== WORKING DATA

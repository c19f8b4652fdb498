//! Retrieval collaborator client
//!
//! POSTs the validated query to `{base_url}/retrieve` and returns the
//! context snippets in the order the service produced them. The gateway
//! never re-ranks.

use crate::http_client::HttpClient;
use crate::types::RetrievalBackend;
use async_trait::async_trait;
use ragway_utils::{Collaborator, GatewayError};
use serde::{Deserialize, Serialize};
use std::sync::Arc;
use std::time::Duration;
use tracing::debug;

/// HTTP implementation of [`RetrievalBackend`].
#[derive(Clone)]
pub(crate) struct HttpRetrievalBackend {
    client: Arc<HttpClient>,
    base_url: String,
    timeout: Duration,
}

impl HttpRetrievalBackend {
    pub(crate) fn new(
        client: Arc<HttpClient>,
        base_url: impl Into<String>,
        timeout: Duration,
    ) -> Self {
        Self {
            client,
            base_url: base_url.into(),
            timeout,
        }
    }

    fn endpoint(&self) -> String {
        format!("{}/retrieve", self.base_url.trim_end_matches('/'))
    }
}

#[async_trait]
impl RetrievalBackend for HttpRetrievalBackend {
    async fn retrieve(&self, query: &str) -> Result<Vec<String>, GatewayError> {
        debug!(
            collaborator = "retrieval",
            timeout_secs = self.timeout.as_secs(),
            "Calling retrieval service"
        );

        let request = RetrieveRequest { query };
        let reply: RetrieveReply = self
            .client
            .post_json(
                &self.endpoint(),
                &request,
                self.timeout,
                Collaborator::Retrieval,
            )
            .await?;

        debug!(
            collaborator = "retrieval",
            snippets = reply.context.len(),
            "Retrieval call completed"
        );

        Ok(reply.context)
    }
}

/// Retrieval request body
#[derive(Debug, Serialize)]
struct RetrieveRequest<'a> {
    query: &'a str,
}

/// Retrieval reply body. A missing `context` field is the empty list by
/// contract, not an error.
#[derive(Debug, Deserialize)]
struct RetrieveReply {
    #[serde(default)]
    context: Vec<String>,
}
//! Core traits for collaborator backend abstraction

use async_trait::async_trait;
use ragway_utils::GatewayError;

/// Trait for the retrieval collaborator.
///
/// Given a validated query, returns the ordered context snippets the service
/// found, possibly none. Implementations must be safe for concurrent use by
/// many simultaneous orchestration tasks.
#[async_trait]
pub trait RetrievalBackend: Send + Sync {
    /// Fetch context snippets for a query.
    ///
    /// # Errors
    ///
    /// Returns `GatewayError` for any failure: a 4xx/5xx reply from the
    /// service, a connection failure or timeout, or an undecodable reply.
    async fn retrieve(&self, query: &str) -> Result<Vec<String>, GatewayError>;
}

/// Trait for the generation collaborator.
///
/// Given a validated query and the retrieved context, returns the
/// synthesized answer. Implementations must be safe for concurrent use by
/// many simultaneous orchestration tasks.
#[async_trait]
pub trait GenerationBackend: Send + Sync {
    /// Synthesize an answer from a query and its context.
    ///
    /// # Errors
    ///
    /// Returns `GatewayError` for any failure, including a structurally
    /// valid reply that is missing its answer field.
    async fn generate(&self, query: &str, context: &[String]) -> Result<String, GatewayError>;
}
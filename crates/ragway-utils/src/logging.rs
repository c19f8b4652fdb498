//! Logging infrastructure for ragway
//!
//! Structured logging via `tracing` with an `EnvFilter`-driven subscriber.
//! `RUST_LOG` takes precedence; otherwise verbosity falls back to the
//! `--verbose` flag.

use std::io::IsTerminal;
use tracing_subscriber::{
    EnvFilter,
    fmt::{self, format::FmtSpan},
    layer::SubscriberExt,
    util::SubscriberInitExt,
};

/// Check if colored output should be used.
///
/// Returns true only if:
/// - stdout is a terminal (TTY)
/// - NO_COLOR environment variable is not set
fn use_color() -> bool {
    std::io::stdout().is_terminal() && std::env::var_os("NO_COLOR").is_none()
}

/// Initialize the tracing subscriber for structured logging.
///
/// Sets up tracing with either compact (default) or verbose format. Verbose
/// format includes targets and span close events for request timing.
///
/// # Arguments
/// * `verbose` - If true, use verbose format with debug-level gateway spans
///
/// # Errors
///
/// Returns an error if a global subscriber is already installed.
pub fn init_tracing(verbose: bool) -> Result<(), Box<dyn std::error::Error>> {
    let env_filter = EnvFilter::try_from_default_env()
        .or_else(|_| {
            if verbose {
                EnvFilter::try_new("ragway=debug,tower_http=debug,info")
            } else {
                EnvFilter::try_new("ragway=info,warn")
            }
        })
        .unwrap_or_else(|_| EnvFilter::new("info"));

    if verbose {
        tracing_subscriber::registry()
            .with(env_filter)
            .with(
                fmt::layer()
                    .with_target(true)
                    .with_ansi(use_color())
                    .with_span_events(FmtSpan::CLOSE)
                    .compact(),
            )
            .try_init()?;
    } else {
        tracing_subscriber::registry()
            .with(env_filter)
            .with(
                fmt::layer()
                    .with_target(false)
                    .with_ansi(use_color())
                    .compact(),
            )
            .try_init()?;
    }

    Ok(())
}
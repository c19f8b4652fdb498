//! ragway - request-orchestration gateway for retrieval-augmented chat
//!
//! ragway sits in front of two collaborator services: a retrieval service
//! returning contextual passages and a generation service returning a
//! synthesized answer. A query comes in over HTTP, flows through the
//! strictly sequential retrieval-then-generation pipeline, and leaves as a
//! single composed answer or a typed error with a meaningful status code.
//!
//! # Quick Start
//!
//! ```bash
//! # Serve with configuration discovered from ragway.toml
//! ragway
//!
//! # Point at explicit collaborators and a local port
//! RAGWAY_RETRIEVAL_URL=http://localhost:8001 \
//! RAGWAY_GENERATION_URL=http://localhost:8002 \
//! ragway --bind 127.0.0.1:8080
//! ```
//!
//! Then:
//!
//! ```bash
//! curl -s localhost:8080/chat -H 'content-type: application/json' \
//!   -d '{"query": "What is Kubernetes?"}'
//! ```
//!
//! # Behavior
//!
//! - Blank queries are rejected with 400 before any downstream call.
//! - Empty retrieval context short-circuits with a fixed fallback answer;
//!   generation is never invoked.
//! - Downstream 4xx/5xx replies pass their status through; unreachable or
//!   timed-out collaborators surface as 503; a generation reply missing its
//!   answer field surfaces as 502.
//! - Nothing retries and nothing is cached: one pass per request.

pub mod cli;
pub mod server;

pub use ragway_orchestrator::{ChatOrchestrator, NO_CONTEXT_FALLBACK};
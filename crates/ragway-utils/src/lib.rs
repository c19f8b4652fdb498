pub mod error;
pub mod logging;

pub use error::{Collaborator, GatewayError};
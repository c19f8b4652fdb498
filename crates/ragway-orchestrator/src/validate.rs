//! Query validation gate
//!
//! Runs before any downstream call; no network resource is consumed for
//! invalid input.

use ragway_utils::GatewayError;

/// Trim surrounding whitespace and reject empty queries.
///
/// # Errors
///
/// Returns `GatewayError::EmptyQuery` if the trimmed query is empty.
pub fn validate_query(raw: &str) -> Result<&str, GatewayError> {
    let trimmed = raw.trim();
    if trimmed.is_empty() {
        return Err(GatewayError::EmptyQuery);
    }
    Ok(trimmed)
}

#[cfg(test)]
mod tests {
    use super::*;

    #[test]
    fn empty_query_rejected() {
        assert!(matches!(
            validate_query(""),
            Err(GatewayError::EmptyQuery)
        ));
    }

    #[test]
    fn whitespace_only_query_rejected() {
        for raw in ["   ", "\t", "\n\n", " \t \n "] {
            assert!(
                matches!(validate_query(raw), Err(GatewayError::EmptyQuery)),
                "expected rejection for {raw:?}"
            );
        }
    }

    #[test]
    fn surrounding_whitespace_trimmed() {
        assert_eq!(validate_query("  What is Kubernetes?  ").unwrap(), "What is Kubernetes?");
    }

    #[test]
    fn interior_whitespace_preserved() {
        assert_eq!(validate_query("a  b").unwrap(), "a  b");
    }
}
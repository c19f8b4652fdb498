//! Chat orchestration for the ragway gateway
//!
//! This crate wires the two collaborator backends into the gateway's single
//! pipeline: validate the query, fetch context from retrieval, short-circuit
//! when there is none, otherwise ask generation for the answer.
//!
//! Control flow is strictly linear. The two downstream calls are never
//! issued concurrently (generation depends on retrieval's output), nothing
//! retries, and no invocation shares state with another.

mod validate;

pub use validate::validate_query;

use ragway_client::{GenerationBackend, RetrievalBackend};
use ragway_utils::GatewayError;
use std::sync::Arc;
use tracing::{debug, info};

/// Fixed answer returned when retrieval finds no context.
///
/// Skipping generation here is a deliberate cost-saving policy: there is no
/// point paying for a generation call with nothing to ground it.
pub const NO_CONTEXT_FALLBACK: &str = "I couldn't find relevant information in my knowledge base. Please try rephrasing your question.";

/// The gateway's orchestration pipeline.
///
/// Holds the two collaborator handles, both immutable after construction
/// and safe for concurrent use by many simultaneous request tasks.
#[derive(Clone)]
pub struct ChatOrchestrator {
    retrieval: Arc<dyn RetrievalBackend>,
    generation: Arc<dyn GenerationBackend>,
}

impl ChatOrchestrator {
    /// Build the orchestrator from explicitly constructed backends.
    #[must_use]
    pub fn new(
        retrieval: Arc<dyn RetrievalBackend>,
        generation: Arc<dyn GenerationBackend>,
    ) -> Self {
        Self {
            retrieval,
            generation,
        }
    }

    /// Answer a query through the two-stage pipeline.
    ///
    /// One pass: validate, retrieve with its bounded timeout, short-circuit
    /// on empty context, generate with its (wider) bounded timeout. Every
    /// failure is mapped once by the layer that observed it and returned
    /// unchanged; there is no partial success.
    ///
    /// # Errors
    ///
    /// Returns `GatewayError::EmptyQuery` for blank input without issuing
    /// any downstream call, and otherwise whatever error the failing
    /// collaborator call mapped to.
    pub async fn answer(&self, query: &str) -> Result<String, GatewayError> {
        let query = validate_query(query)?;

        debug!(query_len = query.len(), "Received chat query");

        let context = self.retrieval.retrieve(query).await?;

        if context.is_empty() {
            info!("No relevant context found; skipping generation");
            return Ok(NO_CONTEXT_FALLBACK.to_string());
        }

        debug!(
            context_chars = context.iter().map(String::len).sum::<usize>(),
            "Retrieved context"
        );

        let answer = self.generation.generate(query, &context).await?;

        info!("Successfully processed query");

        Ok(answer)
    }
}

====
== WORKING DATA

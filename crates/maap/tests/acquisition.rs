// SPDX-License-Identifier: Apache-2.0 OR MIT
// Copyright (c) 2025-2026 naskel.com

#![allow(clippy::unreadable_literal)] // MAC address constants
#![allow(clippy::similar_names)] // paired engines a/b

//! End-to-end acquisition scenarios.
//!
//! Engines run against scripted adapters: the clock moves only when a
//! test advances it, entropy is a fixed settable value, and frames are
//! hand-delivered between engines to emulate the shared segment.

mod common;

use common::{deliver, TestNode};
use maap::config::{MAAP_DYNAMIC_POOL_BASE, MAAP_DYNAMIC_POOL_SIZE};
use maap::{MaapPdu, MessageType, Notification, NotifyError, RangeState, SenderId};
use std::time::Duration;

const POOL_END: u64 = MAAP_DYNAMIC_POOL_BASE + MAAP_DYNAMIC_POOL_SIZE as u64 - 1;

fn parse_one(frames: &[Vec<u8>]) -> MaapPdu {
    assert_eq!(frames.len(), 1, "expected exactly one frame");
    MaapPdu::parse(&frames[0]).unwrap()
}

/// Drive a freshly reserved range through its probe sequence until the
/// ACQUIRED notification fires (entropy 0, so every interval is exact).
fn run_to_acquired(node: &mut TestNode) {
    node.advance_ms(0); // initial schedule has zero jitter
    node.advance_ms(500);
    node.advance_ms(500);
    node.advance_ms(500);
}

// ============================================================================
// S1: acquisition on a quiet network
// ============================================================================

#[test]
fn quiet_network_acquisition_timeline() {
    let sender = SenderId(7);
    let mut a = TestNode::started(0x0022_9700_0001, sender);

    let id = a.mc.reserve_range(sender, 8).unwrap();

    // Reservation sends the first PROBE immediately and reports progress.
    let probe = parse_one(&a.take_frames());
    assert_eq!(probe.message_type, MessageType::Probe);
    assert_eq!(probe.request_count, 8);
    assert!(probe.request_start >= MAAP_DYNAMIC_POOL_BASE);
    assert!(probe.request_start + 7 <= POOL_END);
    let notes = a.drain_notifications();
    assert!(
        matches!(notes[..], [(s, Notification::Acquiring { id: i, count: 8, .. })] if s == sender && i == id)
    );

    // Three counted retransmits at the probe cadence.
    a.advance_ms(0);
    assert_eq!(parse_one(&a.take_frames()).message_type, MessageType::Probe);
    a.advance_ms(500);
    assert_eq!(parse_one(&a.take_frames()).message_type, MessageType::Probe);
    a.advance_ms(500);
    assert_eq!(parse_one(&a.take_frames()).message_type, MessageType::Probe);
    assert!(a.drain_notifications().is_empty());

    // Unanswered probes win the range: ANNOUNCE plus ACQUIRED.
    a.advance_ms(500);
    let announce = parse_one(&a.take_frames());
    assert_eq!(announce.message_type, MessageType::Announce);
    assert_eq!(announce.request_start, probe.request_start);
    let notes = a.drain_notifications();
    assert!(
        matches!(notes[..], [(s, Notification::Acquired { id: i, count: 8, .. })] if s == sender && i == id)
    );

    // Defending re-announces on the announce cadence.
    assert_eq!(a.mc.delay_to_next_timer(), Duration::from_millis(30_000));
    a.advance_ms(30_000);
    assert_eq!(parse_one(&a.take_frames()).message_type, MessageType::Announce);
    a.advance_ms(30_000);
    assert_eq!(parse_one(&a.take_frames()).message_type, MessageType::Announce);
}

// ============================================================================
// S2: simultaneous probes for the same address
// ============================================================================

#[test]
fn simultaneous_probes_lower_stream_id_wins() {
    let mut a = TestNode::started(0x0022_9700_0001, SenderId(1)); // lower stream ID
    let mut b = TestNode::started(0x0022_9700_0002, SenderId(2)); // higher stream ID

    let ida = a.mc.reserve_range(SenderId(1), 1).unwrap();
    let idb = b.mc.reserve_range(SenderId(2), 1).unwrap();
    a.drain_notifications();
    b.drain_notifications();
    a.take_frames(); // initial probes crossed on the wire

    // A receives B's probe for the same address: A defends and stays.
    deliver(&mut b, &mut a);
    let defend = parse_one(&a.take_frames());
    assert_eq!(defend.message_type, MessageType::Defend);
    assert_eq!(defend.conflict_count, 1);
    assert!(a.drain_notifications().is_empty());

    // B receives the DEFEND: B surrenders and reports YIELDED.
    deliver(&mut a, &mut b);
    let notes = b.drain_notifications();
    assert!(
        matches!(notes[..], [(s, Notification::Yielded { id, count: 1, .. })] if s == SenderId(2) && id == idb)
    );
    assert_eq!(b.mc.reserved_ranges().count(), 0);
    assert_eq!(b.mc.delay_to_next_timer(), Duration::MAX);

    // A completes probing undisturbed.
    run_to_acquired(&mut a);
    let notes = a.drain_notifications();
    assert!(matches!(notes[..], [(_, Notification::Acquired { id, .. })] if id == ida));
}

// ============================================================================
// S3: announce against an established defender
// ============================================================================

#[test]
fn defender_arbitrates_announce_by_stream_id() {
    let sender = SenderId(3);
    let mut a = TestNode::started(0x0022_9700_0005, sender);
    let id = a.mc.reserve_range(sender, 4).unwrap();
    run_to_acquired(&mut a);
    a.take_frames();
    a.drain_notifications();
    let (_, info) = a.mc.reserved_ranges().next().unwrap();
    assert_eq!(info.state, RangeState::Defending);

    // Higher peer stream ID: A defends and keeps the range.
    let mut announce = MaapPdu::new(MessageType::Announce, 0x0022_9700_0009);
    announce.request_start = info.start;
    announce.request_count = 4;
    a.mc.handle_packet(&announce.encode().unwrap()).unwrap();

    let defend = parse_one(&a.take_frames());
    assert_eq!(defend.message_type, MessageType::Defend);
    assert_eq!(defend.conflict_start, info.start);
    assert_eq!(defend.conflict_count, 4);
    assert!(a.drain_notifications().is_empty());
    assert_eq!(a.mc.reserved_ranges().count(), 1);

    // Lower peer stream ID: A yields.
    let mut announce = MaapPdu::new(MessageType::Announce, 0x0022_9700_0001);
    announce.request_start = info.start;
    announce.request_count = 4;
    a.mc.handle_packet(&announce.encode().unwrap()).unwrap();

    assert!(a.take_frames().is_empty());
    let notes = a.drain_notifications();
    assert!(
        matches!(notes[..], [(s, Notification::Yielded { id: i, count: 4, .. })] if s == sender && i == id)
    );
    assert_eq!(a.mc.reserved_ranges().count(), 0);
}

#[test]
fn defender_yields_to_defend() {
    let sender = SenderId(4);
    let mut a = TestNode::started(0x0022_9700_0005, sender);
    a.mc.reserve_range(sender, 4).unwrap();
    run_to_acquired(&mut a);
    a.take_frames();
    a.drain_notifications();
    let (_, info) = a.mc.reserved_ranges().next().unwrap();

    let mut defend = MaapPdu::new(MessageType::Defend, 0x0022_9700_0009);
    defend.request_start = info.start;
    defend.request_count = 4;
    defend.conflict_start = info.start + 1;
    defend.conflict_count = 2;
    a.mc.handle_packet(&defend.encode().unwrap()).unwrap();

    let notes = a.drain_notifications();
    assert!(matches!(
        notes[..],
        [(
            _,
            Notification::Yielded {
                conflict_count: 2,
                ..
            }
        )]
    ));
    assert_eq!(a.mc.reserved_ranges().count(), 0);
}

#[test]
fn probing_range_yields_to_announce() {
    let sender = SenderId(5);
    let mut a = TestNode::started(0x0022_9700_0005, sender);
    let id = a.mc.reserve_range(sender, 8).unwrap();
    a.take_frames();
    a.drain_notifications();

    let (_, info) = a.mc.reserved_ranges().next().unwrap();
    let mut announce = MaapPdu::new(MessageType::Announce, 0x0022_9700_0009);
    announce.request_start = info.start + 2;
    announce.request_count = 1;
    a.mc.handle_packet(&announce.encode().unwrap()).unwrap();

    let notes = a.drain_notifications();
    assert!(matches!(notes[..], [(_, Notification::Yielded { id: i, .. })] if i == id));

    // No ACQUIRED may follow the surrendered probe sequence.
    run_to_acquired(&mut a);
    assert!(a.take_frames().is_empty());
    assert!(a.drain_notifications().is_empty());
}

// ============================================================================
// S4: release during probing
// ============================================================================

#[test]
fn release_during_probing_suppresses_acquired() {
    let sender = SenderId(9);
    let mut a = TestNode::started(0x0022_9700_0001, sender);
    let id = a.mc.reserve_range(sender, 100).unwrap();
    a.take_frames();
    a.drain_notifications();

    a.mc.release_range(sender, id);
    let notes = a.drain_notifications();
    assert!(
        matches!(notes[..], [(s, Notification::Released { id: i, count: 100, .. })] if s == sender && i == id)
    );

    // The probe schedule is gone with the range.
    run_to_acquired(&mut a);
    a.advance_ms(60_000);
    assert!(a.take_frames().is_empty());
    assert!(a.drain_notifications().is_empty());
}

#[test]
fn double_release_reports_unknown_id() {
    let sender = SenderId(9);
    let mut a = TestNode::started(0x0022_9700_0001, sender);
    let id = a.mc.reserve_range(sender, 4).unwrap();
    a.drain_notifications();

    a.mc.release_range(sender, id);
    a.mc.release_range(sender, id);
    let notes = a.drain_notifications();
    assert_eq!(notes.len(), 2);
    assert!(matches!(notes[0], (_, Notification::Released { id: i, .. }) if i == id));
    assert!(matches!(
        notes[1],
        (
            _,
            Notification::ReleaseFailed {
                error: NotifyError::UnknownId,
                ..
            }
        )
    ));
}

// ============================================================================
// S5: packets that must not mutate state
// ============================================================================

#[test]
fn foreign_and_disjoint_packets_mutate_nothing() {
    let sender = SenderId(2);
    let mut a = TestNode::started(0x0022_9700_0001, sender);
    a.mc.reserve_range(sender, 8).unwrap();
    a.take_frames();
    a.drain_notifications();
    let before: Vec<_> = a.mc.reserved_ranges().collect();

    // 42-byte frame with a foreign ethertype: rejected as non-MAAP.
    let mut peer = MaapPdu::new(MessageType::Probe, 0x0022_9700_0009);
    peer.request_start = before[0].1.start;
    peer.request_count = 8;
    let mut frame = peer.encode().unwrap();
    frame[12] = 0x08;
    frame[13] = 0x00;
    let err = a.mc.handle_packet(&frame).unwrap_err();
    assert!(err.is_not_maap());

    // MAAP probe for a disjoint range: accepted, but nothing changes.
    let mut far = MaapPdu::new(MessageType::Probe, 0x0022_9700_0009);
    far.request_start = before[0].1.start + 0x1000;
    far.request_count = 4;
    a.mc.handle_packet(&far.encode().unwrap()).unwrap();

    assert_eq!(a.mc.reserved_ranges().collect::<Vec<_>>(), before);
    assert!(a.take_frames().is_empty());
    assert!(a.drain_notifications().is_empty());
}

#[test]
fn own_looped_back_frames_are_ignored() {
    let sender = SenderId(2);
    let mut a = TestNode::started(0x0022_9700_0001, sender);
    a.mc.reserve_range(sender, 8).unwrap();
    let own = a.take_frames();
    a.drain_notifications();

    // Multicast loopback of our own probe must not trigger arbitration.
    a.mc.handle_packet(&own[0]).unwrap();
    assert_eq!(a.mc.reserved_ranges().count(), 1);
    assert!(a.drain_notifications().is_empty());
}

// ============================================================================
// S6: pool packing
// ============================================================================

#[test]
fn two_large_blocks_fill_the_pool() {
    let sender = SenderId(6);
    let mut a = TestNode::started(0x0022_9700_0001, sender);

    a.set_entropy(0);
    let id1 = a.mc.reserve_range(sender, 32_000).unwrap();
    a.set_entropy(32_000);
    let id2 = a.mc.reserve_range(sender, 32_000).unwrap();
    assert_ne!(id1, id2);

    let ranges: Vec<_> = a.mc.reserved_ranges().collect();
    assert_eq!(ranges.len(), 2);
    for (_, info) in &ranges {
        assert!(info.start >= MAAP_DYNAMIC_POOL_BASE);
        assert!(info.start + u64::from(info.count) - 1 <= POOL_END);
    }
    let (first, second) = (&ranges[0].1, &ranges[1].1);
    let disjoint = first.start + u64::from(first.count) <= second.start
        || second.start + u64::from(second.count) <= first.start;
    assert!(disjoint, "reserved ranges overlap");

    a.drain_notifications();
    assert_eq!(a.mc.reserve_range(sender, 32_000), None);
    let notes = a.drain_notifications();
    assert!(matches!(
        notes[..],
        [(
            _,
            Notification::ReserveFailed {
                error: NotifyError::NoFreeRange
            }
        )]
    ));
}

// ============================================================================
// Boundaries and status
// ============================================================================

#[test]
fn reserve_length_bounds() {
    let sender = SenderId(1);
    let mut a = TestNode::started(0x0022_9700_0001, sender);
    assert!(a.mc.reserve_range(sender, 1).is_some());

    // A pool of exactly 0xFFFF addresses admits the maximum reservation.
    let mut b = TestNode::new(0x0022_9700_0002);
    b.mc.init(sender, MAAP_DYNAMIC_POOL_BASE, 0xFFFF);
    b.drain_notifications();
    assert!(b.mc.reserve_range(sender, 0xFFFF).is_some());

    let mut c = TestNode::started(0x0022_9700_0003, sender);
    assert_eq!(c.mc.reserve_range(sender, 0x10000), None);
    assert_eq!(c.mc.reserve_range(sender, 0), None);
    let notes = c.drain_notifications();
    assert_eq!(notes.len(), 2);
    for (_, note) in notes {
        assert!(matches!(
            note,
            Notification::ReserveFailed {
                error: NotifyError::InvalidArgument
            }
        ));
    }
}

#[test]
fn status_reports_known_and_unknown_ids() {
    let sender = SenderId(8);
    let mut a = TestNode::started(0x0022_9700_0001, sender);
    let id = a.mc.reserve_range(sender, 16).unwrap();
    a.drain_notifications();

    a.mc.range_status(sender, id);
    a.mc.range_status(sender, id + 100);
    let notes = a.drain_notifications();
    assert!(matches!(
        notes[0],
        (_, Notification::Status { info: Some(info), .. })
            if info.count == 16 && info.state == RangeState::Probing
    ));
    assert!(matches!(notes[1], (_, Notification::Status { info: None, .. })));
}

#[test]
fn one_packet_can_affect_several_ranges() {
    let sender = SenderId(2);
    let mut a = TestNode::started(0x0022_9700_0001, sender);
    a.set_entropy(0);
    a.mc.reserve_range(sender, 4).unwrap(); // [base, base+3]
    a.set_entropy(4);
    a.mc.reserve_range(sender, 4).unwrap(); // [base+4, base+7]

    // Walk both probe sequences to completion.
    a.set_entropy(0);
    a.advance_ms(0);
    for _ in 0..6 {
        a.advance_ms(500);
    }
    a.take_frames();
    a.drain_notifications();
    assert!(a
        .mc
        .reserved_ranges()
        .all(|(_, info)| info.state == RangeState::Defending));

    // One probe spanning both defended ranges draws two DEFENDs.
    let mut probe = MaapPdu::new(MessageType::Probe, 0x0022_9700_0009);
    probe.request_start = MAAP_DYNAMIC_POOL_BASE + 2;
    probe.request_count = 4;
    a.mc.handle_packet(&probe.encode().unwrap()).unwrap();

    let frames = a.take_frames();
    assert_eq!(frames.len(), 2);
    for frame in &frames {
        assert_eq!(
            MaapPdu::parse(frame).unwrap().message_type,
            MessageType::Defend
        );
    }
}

====

**WHAT TO WORK ON**
Give only the number of lines in the material above where the string "single" appears.

**COMPLETED EXERCISE**
2